Essa segunda irmã, na verdade, não era má, mas criada num ambiente que a tornou mesquinha, egoísta e extremamente invejosa.
Tinha maus pensamentos, mas por medo não agia; apenas os guardava no coração e, de vez em quando, dizia coisas desagradáveis com a boca.
Na vida passada, Xu Shuning teve uma existência tranquila, casou-se numa boa família, o marido a tratava bem.
Por isso, ela dizia que tinha sorte.
Nesta vida, certamente não seria tão fácil; não sabia se essa segunda irmã teria coragem de fazer algo pior, e Xu Shuning até esperava para ver.
Depois de responder a Xu Shuyuan, voltou-se para Xu Tongfang: “Também não sei para que o pai quer me chamar desta vez. Se ele quiser algo, que mande alguém me avisar, não precisa ficar esperando pessoalmente.”
Ela encontrou um lugar para se sentar e bebeu um pouco de chá para matar a sede.
Uma dor de cabeça familiar surgiu na cabeça de Xu Tongfang; ele pensou consigo mesmo: “Chamamos você aqui hoje para perguntar quando terá tempo; a casa vai organizar um banquete.” Decidiu que, dali em diante, falaria diretamente sobre assuntos sérios com Xu Shuning.
Antes, a família Gou havia mandado alguém pedir o horário a Xu Shuning, mas ela ignorou.
Embora o banquete fosse benéfico para ela, servia também para agradar Xu Tongfang e a família Gou, então gostava de atrasar de propósito.
Agora não podia enfrentá-los diretamente, mas podia irritá-los um pouco.
“Pelo menos até esse caso ser resolvido.”
“Mas quando isso vai acontecer, eu não sei.” Este era o primeiro caso que ela acompanhava com Fang Ruo, então queria estar presente.
Xu Tongfang não queria discutir com ela, mas não aguentou: “Você realmente acha que o Departamento de Justiça não funciona sem você?”
“Você terá um dia de folga em breve, então organize o banquete.”
“Tudo bem, desde que o pai fique satisfeito.” Xu Shuning respondeu indiferente.
Se pudesse ir, participaria; se não, que não a culpassem.

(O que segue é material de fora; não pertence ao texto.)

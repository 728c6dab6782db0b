// src/methods/mod.rs
//! Coordinate heuristics.
//!
//! Each method looks at one claim and either names a cell or gives up. They
//! know nothing about each other; ordering and merging live in
//! [`crate::resolve`].

pub mod correction;
pub mod image;
pub mod title;
pub mod url;

use std::{fmt, str::FromStr};

use crate::claim::{ClaimRecord, CoordSource};
use crate::config::consts::DEFAULT_METHODS;
use crate::error::{ConfigError, MethodFailure};
use crate::grid::Cell;

pub use correction::CorrectionMethod;
pub use image::{ImageMethod, ImageSource, LocalFiles, OcrEngine, TesseractCli};
pub use title::TitleMethod;
pub use url::UrlMethod;

/// One resolution heuristic.
///
/// `Ok(None)` is the normal "nothing here" answer. `Err` is a failure the
/// caller logs and then treats like `Ok(None)`.
pub trait Method: Send + Sync {
    fn tag(&self) -> MethodTag;
    fn locate(&self, claim: &ClaimRecord) -> Result<Option<Cell>, MethodFailure>;
}

impl<M: Method + ?Sized> Method for std::sync::Arc<M> {
    fn tag(&self) -> MethodTag {
        (**self).tag()
    }
    fn locate(&self, claim: &ClaimRecord) -> Result<Option<Cell>, MethodFailure> {
        (**self).locate(claim)
    }
}

#[derive(Clone, Copy, Debug, PartialEq, Eq, Hash)]
pub enum MethodTag {
    /// OCR on the thumbnail caption.
    Image,
    Title,
    Url,
    Correction,
}

impl MethodTag {
    pub const ALL: [MethodTag; 4] = [MethodTag::Image, MethodTag::Title, MethodTag::Url, MethodTag::Correction];

    /// Letter used in method sequences.
    pub fn code(self) -> char {
        match self {
            MethodTag::Image => 'i',
            MethodTag::Title => 't',
            MethodTag::Url => 'u',
            MethodTag::Correction => 'e',
        }
    }

    pub fn from_code(c: char) -> Option<Self> {
        MethodTag::ALL.into_iter().find(|t| t.code() == c)
    }

    /// Source recorded on a claim this method located.
    pub fn source(self) -> CoordSource {
        match self {
            MethodTag::Image => CoordSource::Ocr,
            MethodTag::Title => CoordSource::Title,
            MethodTag::Url => CoordSource::Url,
            MethodTag::Correction => CoordSource::Correction,
        }
    }

    pub fn name(self) -> &'static str {
        match self {
            MethodTag::Image => "image OCR",
            MethodTag::Title => "title",
            MethodTag::Url => "URL hints",
            MethodTag::Correction => "corrections",
        }
    }
}

/// Ordered, duplicate-free selection of methods, e.g. `"itue"`.
#[derive(Clone, Debug, PartialEq, Eq)]
pub struct MethodSequence(Vec<MethodTag>);

impl MethodSequence {
    pub fn new(tags: impl IntoIterator<Item = MethodTag>) -> Self {
        let mut out: Vec<MethodTag> = Vec::new();
        for t in tags {
            if !out.contains(&t) {
                out.push(t);
            }
        }
        Self(out)
    }

    pub fn contains(&self, tag: MethodTag) -> bool {
        self.0.contains(&tag)
    }

    pub fn is_empty(&self) -> bool {
        self.0.is_empty()
    }

    pub fn tags(&self) -> &[MethodTag] {
        &self.0
    }

    pub fn iter(&self) -> impl Iterator<Item = MethodTag> + '_ {
        self.0.iter().copied()
    }
}

impl Default for MethodSequence {
    fn default() -> Self {
        DEFAULT_METHODS.parse().unwrap_or_else(|_| Self::new(MethodTag::ALL))
    }
}

impl FromStr for MethodSequence {
    type Err = ConfigError;

    fn from_str(s: &str) -> Result<Self, Self::Err> {
        let trimmed = s.trim();
        let tags = trimmed
            .chars()
            .map(|c| {
                MethodTag::from_code(c.to_ascii_lowercase()).ok_or_else(|| ConfigError::UnknownMethod {
                    found: c,
                    sequence: trimmed.to_string(),
                })
            })
            .collect::<Result<Vec<_>, _>>()?;
        Ok(Self::new(tags))
    }
}

impl fmt::Display for MethodSequence {
    fn fmt(&self, f: &mut fmt::Formatter<'_>) -> fmt::Result {
        self.0.iter().try_for_each(|t| write!(f, "{}", t.code()))
    }
}

#[cfg(test)]
mod tests {
    use super::*;

    #[test]
    fn parses_in_order_and_drops_repeats() {
        let seq: MethodSequence = " tuit ".parse().unwrap();
        assert_eq!(seq.tags(), &[MethodTag::Title, MethodTag::Url, MethodTag::Image]);
        assert_eq!(seq.to_string(), "tui");
        assert!(!seq.contains(MethodTag::Correction));
    }

    #[test]
    fn rejects_unknown_letters() {
        match "itx".parse::<MethodSequence>() {
            Err(ConfigError::UnknownMethod { found, sequence }) => {
                assert_eq!(found, 'x');
                assert_eq!(sequence, "itx");
            }
            other => panic!("unexpected: {other:?}"),
        }
    }

    #[test]
    fn letters_are_case_insensitive() {
        let seq: MethodSequence = "TuE".parse().unwrap();
        assert_eq!(seq.tags(), &[MethodTag::Title, MethodTag::Url, MethodTag::Correction]);
        assert_eq!(seq.to_string(), "tue");
        assert!(matches!("tX".parse::<MethodSequence>(), Err(ConfigError::UnknownMethod { found: 'X', .. })));
    }

    #[test]
    fn empty_sequence_is_allowed() {
        let seq: MethodSequence = "".parse().unwrap();
        assert!(seq.is_empty());
        assert_eq!(MethodSequence::default().to_string(), "itue");
    }
}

Bebeu mais um pouco de chá e levantou-se: “Pai, compre um bom cavalo para mim. Preciso para as diligências; hoje que saí da cidade foi o senhor Fang quem emprestou um cavalo da residência do Conde Yongding.”
Se tivesse que cobrar alguma coisa deles, que fosse às suas custas.
Xu Tongfang ficou sem palavras: “Como você consegue, mesmo me irritando e desrespeitando, pedir algo assim como se fosse o mais natural do mundo?”
Ele realmente nunca tinha visto alguém tão descarada!
“Se o pai não tiver mais nada a dizer, vou me retirar.”
Será que ele não tinha mais nada a dizer? Tinha um monte de sermões para dar, mas sabia que, se falasse uma coisa, Xu Shuning tinha dez ou até vinte respostas para ele. Impaciente, acenou com a mão.
Xu Shuning levantou-se rapidamente e saiu.